What is needed => Using the records that follow, work out how many lines hold the string "LeaveRequest" and provide that number only.

Source data =>
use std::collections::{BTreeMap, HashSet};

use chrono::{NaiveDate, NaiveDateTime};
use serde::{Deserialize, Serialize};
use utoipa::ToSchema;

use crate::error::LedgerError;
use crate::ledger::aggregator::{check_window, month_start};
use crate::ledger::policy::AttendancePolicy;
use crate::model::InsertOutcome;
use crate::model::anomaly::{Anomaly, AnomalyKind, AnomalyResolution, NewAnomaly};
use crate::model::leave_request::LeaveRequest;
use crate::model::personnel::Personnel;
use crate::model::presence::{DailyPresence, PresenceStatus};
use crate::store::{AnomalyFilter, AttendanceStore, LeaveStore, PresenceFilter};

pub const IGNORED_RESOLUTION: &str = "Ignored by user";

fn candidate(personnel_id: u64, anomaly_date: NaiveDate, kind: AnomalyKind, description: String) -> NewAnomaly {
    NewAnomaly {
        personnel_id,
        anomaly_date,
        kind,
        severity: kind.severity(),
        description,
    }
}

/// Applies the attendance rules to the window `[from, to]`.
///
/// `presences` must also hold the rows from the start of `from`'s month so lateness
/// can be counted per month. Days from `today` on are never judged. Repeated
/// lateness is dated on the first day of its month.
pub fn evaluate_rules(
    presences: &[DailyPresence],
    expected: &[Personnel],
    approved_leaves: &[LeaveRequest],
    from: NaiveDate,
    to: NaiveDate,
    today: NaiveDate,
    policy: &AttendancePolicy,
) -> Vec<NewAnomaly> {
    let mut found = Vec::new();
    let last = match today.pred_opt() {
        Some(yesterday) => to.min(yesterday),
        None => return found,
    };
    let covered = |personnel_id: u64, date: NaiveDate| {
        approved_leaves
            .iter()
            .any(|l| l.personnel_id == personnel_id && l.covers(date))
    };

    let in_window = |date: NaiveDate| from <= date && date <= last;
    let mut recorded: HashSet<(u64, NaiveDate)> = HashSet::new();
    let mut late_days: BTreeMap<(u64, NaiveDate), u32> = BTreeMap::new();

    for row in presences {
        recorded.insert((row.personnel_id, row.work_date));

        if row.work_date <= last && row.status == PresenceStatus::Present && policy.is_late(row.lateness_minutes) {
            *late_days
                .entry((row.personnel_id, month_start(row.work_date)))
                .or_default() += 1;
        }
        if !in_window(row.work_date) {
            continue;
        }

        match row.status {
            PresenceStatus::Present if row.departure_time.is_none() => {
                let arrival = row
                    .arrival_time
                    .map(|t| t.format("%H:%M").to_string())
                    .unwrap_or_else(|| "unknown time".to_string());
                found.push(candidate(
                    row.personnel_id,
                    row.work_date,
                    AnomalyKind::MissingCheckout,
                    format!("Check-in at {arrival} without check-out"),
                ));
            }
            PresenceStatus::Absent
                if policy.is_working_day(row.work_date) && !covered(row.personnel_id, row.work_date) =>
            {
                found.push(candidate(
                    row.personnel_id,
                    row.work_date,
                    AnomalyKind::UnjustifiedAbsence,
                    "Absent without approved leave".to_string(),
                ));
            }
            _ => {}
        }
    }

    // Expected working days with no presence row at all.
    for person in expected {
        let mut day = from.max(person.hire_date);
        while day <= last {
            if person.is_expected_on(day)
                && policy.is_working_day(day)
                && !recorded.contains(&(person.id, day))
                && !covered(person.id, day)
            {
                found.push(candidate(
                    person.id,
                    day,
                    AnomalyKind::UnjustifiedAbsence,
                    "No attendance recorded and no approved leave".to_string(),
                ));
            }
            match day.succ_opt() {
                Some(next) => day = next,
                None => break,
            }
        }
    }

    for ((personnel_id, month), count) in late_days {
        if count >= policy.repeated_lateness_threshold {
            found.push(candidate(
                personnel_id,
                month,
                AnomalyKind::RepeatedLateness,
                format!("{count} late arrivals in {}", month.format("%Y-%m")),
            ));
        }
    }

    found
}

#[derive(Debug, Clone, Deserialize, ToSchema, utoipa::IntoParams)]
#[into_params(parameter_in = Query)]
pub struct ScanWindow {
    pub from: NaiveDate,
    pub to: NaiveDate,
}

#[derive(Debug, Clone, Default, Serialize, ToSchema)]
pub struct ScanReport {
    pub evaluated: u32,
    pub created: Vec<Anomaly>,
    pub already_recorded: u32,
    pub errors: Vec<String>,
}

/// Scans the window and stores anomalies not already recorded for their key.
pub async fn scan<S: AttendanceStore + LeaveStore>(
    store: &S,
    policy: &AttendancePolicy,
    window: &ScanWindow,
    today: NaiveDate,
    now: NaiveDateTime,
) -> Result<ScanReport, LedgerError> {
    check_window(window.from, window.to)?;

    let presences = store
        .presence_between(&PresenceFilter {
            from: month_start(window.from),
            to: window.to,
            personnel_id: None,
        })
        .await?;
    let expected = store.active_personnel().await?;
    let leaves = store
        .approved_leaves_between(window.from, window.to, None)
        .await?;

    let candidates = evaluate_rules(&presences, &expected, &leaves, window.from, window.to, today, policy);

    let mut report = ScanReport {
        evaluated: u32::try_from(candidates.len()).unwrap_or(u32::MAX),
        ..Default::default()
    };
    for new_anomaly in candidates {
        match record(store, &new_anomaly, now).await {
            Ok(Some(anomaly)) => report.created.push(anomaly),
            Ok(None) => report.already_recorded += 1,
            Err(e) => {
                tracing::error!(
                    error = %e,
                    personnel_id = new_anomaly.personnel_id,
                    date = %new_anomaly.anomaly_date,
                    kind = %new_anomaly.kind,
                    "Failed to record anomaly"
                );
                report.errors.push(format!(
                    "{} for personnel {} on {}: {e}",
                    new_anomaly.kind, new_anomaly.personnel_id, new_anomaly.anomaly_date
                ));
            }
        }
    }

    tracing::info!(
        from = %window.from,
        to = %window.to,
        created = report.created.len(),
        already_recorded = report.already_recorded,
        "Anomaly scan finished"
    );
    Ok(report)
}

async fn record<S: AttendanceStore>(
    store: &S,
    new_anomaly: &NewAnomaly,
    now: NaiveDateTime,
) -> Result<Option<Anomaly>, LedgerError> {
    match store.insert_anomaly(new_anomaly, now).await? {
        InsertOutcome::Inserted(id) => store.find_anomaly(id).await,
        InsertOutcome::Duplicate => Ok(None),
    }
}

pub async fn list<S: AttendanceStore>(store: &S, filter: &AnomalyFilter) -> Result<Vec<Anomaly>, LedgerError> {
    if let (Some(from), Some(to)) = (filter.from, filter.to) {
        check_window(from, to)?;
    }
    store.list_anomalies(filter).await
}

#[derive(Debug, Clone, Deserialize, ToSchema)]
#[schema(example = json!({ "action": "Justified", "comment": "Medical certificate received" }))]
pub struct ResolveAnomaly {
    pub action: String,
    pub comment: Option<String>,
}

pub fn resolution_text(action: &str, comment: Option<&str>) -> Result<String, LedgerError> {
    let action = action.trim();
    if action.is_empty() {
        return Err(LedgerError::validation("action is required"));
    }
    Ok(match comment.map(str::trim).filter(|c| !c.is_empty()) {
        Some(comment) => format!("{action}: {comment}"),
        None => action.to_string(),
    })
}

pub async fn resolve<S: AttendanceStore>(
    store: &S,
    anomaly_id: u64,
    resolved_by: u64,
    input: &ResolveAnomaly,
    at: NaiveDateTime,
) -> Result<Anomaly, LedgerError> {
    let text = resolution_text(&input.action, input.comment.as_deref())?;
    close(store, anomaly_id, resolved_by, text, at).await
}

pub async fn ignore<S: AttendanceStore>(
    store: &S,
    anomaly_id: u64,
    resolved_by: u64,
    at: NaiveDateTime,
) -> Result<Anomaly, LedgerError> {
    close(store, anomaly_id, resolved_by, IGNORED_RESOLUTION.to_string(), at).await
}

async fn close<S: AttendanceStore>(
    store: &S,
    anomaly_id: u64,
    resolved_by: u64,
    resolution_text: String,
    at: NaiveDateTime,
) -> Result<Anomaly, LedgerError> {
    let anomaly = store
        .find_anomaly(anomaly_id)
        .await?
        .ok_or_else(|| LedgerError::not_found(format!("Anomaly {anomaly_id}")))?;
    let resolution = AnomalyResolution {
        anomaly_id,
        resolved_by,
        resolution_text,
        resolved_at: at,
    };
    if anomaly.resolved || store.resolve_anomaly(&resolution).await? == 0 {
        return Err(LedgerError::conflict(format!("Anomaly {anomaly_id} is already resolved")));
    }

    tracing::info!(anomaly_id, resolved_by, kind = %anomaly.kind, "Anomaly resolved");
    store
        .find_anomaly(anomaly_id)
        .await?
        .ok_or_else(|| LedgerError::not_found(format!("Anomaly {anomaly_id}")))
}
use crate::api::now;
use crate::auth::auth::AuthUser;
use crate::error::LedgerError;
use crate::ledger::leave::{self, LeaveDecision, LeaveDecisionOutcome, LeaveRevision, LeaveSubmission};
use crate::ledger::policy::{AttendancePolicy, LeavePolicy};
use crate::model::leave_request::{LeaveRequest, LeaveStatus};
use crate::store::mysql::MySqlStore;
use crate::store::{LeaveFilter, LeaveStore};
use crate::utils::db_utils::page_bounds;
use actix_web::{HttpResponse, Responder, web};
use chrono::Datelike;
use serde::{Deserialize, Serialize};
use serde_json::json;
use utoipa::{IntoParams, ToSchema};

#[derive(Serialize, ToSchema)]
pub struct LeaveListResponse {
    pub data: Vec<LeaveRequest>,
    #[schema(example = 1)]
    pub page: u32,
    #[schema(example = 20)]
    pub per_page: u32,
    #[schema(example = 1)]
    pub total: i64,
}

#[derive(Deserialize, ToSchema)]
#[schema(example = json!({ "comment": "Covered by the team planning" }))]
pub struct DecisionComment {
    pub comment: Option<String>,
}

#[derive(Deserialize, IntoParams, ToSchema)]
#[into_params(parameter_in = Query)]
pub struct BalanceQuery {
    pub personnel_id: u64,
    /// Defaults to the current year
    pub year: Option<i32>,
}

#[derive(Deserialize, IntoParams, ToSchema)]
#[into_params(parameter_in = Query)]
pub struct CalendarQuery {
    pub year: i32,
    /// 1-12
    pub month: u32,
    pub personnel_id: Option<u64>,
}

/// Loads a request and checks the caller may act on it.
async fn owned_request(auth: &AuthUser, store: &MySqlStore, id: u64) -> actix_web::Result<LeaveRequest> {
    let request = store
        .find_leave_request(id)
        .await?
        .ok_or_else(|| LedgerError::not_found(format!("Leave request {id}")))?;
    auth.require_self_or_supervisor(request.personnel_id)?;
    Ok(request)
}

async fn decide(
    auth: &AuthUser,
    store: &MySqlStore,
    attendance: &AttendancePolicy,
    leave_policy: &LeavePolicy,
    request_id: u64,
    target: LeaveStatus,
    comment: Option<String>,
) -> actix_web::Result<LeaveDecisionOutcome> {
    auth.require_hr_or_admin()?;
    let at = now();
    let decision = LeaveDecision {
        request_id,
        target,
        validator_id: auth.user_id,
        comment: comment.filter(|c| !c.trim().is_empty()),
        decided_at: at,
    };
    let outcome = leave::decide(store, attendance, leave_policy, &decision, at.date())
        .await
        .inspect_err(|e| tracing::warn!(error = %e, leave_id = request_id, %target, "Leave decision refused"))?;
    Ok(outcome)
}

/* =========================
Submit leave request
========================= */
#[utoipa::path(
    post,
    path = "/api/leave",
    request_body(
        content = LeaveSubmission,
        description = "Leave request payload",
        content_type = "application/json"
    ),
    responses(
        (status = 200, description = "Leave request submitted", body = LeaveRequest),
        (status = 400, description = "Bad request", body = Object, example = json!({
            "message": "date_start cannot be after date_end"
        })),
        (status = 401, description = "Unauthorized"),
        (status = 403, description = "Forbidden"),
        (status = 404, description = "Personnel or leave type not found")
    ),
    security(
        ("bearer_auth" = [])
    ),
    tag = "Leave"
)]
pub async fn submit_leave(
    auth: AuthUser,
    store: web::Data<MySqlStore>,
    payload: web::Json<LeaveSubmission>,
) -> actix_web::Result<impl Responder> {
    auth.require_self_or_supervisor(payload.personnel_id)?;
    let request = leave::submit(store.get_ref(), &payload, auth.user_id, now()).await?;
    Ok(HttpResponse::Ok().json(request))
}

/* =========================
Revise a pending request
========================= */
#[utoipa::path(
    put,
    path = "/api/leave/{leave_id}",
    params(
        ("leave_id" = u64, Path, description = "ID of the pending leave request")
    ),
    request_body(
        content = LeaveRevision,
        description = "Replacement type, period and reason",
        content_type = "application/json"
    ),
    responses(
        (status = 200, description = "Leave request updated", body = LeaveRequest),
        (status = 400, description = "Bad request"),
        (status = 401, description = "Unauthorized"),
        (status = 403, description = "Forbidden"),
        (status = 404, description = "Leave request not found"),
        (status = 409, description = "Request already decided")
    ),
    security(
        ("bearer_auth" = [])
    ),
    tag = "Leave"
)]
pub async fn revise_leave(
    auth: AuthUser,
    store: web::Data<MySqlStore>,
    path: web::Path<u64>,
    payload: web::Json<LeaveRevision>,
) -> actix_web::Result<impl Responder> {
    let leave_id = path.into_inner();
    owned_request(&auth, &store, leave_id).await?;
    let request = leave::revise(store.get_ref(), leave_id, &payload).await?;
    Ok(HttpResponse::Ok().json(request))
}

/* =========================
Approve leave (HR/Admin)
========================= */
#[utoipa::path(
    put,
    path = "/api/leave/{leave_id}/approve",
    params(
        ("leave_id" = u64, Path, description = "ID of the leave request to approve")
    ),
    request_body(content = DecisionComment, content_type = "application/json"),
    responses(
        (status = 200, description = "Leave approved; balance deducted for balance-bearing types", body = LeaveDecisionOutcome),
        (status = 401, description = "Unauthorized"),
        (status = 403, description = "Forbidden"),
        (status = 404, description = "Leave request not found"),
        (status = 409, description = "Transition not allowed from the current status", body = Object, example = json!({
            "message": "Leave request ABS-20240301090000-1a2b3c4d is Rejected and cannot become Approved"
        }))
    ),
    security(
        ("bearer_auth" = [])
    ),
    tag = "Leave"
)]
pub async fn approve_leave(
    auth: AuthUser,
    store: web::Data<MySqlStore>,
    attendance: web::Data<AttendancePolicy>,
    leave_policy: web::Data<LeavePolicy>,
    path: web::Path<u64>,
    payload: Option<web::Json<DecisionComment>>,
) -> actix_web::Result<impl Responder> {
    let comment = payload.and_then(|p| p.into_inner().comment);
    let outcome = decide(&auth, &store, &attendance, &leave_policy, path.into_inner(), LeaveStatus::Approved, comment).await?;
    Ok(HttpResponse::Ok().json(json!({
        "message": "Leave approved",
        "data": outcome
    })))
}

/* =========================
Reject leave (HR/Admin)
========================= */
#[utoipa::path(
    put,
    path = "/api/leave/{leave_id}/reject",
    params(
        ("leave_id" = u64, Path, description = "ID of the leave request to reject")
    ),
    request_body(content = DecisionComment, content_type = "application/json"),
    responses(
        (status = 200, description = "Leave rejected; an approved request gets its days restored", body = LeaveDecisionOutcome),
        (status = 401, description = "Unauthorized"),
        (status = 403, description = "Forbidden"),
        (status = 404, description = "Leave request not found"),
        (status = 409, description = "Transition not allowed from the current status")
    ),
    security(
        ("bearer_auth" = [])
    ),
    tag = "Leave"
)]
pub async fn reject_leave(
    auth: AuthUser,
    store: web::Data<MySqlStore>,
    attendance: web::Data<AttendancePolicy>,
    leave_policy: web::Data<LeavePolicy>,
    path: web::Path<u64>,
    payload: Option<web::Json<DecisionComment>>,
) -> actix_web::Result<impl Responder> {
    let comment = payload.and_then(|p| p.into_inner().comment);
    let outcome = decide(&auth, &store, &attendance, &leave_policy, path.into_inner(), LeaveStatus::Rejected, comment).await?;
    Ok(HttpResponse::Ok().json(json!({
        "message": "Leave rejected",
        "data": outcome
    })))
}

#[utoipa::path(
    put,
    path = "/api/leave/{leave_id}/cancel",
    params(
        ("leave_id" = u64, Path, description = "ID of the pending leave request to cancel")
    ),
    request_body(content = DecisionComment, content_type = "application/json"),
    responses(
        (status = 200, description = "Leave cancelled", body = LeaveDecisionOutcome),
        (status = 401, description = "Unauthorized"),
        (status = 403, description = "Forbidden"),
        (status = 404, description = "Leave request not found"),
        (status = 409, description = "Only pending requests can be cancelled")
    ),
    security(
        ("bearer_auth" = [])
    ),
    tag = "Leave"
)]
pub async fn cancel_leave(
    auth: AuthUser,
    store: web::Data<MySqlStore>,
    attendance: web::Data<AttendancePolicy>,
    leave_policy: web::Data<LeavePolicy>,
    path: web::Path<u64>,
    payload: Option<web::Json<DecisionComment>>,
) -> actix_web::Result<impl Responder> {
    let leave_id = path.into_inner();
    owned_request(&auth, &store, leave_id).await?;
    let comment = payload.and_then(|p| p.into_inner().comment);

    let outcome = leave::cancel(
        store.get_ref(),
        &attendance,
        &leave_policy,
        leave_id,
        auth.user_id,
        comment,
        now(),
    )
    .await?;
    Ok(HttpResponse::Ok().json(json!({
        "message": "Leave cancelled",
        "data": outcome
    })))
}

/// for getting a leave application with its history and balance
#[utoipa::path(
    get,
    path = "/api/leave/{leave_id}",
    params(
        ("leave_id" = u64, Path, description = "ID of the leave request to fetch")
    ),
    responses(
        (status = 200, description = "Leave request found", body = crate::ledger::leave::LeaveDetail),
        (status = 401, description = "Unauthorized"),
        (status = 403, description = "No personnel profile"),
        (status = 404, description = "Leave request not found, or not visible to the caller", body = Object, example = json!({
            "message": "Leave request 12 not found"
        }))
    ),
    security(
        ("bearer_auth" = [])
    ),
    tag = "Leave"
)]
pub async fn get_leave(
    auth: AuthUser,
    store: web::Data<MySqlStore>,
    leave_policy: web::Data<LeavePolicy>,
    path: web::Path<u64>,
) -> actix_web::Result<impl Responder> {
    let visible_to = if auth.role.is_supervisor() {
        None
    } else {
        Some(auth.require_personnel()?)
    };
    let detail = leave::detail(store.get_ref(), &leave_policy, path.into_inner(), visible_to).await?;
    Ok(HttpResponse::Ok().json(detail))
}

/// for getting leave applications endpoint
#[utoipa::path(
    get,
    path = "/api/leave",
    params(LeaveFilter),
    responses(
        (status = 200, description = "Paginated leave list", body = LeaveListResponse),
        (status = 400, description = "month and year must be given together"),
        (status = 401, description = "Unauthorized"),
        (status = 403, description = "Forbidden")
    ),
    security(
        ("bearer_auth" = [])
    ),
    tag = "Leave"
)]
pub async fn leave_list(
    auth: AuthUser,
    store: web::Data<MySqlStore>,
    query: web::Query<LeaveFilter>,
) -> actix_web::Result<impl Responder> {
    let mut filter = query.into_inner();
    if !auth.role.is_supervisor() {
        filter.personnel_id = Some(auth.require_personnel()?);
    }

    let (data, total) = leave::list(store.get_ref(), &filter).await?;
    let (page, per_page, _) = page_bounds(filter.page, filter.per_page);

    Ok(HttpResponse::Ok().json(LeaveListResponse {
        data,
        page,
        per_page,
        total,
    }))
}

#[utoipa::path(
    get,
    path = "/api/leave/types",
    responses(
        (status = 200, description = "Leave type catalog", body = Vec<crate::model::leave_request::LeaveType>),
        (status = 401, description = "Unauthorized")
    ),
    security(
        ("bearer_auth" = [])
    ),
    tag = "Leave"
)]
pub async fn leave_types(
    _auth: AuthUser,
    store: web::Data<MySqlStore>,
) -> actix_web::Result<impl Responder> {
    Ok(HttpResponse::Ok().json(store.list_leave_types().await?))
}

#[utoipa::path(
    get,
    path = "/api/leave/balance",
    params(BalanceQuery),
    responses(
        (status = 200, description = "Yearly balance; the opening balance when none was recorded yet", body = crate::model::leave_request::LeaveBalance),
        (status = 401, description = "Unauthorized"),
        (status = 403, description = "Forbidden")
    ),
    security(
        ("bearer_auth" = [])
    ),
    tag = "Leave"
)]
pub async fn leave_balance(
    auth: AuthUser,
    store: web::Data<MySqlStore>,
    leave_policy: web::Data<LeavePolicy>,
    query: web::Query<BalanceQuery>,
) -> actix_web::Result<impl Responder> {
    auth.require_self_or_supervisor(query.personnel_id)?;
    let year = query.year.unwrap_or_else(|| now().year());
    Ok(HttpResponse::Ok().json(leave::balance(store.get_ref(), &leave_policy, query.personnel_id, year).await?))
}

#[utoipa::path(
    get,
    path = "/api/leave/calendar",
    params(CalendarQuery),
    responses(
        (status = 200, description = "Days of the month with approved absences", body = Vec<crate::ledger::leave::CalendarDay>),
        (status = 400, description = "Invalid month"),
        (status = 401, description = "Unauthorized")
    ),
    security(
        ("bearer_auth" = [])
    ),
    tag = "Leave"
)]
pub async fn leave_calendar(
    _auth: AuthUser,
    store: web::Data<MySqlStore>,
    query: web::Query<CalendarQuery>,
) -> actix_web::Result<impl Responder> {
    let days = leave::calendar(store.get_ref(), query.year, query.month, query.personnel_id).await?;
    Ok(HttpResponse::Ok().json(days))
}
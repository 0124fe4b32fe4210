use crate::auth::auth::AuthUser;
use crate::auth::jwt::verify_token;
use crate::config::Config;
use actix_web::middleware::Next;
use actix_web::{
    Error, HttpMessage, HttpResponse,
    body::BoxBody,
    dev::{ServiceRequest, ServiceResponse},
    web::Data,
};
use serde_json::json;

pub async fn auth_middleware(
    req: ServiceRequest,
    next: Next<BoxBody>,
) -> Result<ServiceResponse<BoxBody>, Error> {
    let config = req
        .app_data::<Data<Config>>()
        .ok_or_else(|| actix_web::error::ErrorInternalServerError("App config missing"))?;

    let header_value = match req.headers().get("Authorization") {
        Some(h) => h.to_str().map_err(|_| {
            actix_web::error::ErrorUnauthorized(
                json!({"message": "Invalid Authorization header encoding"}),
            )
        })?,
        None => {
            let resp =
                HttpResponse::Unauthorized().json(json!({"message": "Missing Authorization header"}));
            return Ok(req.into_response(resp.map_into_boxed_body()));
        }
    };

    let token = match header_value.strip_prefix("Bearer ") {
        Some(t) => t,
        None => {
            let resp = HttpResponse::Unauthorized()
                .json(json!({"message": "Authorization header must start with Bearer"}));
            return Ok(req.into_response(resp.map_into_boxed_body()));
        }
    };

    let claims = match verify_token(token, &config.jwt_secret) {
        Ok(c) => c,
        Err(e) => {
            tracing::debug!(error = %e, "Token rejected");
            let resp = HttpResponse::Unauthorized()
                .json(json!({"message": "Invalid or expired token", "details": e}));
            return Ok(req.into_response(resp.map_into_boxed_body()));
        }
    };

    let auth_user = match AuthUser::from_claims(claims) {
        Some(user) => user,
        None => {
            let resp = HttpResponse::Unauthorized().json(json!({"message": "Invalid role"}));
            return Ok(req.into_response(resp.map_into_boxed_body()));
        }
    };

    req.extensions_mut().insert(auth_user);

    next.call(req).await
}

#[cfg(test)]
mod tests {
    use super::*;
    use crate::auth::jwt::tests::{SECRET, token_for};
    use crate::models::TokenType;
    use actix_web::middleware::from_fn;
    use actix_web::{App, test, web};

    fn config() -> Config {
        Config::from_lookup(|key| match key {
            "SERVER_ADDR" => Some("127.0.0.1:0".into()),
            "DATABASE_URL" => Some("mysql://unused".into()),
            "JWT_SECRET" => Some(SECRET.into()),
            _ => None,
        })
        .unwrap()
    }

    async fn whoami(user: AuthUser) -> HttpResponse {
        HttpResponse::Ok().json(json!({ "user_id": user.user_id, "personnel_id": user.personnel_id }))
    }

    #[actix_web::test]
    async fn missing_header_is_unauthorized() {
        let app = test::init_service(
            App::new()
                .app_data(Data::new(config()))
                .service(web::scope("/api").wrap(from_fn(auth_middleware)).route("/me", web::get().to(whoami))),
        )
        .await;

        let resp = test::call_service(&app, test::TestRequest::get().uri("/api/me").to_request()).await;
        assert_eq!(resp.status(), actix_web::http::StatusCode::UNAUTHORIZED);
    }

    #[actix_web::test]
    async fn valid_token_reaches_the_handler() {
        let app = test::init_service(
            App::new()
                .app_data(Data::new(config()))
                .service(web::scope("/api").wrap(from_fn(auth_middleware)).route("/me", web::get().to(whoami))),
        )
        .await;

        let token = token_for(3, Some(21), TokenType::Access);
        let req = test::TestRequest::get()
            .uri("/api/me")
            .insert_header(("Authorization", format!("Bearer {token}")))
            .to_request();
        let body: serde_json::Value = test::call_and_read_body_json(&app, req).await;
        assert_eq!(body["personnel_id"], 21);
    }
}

Answer for the task => 7